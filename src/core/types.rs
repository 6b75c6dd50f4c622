// src/core/types.rs
use serde::{Deserialize, Serialize};

/// A normalized Arabic key, as produced by `normalizer::clean`.
pub type ArabicKey = String;

/// One curated mapping from an Arabic name to its Latin rendering.
/// This is the unit that gets learned, imported and persisted.
#[derive(Debug, Clone, PartialEq, Eq, Serialize, Deserialize)]
pub struct NameEntry {
    pub arabic: String,
    pub english: String,
}

impl NameEntry {
    pub fn new(arabic: &str, english: &str) -> Self {
        Self {
            arabic: arabic.to_string(),
            english: english.to_string(),
        }
    }
}
// File: src/persistence.rs
use crate::core::engine::NameTranslator;
use crate::core::types::NameEntry;
use crate::error::{Result, TranslitError};
use serde::{Deserialize, Serialize};
use std::collections::BTreeMap;
use std::fs::{self, File};
use std::io::{BufReader, BufWriter, Write};
use std::path::Path;
use tempfile::NamedTempFile;

/// The serializable state of a translator: only what the user taught it.
#[derive(Clone, Serialize, Deserialize)]
struct SerializableState {
    learned: Vec<NameEntry>,
}

pub fn save_to_disk(translator: &NameTranslator, path: &Path) -> Result<()> {
    let parent_dir = match path.parent() {
        Some(parent) if !parent.as_os_str().is_empty() => parent,
        _ => Path::new("."),
    };
    fs::create_dir_all(parent_dir)?;

    let state = SerializableState {
        learned: translator.learned_entries(),
    };

    let temp_file = NamedTempFile::new_in(parent_dir)?;
    {
        let mut writer = BufWriter::new(&temp_file);
        bincode::serialize_into(&mut writer, &state)?;
        writer.flush()?;
    }

    temp_file.persist(path).map_err(|source| TranslitError::Persist {
        path: path.to_path_buf(),
        source,
    })?;
    tracing::info!(path = %path.display(), count = state.learned.len(), "saved learned names");
    Ok(())
}

pub fn load_from_disk(path: &Path) -> Result<NameTranslator> {
    let file = File::open(path)?;
    let reader = BufReader::new(file);
    let state: SerializableState = bincode::deserialize_from(reader)?;

    let mut translator = NameTranslator::new();
    let count = translator.learn_all(state.learned);
    tracing::info!(path = %path.display(), count, "loaded learned names");

    Ok(translator)
}

#[derive(Deserialize)]
#[serde(untagged)]
enum NameList {
    Map(BTreeMap<String, String>),
    Entries(Vec<NameEntry>),
}

/// Reads a JSON name list, either `{"arabic": "english", ...}` or
/// `[{"arabic": ..., "english": ...}, ...]`.
pub fn import_names_json(path: &Path) -> Result<Vec<NameEntry>> {
    let reader = BufReader::new(File::open(path)?);
    let list: NameList = serde_json::from_reader(reader).map_err(|source| TranslitError::Json {
        path: path.to_path_buf(),
        source,
    })?;

    Ok(match list {
        NameList::Map(map) => map
            .into_iter()
            .map(|(arabic, english)| NameEntry { arabic, english })
            .collect(),
        NameList::Entries(entries) => entries,
    })
}

#[cfg(test)]
mod tests {
    use super::*;

    #[test]
    fn round_trips_learned_names() {
        let dir = tempfile::tempdir().unwrap();
        let path = dir.path().join("nested").join("names.bin");

        let mut translator = NameTranslator::new();
        translator.user_confirms("زيد", "Zaid");
        save_to_disk(&translator, &path).unwrap();

        let restored = load_from_disk(&path).unwrap();
        assert_eq!(restored.translate("زيد"), "Zaid");
        assert_eq!(restored.learned_entries(), translator.learned_entries());
    }

    #[test]
    fn missing_file_is_an_io_error() {
        let dir = tempfile::tempdir().unwrap();
        let result = load_from_disk(&dir.path().join("absent.bin"));
        assert!(matches!(result, Err(TranslitError::Io(_))));
    }

    #[test]
    fn truncated_file_is_a_decode_error() {
        let dir = tempfile::tempdir().unwrap();
        let path = dir.path().join("names.bin");
        fs::write(&path, [0x01u8]).unwrap();
        match load_from_disk(&path) {
            Err(e @ TranslitError::Encode(_)) => {
                assert!(e.to_string().starts_with("could not read or write learned names"))
            }
            Err(other) => panic!("unexpected error: {other}"),
            Ok(_) => panic!("truncated file loaded"),
        }
    }

    #[test]
    fn imports_both_json_shapes() {
        let dir = tempfile::tempdir().unwrap();
        let map_path = dir.path().join("map.json");
        fs::write(&map_path, r#"{"زيد": "Zaid", "نوال": "Nawal"}"#).unwrap();
        let list_path = dir.path().join("list.json");
        fs::write(&list_path, r#"[{"arabic": "زيد", "english": "Zayd"}]"#).unwrap();

        let from_map = import_names_json(&map_path).unwrap();
        assert_eq!(from_map.len(), 2);
        let from_list = import_names_json(&list_path).unwrap();
        assert_eq!(from_list, vec![NameEntry::new("زيد", "Zayd")]);
    }

    #[test]
    fn bad_json_names_the_file() {
        let dir = tempfile::tempdir().unwrap();
        let path = dir.path().join("bad.json");
        fs::write(&path, "[1, 2").unwrap();
        match import_names_json(&path) {
            Err(TranslitError::Json { path: p, .. }) => assert_eq!(p, path),
            other => panic!("unexpected: {other:?}"),
        }
    }
}
// File: src/learning.rs
use crate::core::dictionary::NameDictionary;
use crate::core::types::NameEntry;

pub struct LearningEngine;

/// A translation the user has confirmed as correct for a name.
pub struct NameConfirmation {
    pub arabic: String,
    pub english: String,
}

impl From<NameEntry> for NameConfirmation {
    fn from(entry: NameEntry) -> Self {
        Self { arabic: entry.arabic, english: entry.english }
    }
}

impl LearningEngine {
    pub fn new() -> Self {
        Self
    }

    /// Records the confirmation in the learned dictionary.
    /// Returns `false` when either side is blank and nothing was stored.
    pub fn learn(&self, learned: &mut NameDictionary, confirmation: &NameConfirmation) -> bool {
        let stored = learned.insert(&confirmation.arabic, &confirmation.english);
        if stored {
            tracing::debug!(
                arabic = %confirmation.arabic,
                english = %confirmation.english,
                "learned name"
            );
        }
        stored
    }
}

impl Default for LearningEngine {
    fn default() -> Self {
        Self::new()
    }
}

──────────────────────────────

Your task - Nothing outside this range should appear: the lines from the start of the listing through the line with "Some(parent) if !parent.as_os_str().is_empty()", each reproduced exactly, both ends included.

Exercise result -
filename src/core/types.rs
repository 6b75c6dd50f4c622
// src/core/types.rs
use serde::{Deserialize, Serialize};

/// A normalized Arabic key, as produced by `normalizer::clean`.
pub type ArabicKey = String;

/// One curated mapping from an Arabic name to its Latin rendering.
/// This is the unit that gets learned, imported and persisted.
#[derive(Debug, Clone, PartialEq, Eq, Serialize, Deserialize)]
pub struct NameEntry {
    pub arabic: String,
    pub english: String,
}

impl NameEntry {
    pub fn new(arabic: &str, english: &str) -> Self {
        Self {
            arabic: arabic.to_string(),
            english: english.to_string(),
        }
    }
}
// File: src/persistence.rs
use crate::core::engine::NameTranslator;
use crate::core::types::NameEntry;
use crate::error::{Result, TranslitError};
use serde::{Deserialize, Serialize};
use std::collections::BTreeMap;
use std::fs::{self, File};
use std::io::{BufReader, BufWriter, Write};
use std::path::Path;
use tempfile::NamedTempFile;

/// The serializable state of a translator: only what the user taught it.
#[derive(Clone, Serialize, Deserialize)]
struct SerializableState {
    learned: Vec<NameEntry>,
}

pub fn save_to_disk(translator: &NameTranslator, path: &Path) -> Result<()> {
    let parent_dir = match path.parent() {
        Some(parent) if !parent.as_os_str().is_empty() => parent,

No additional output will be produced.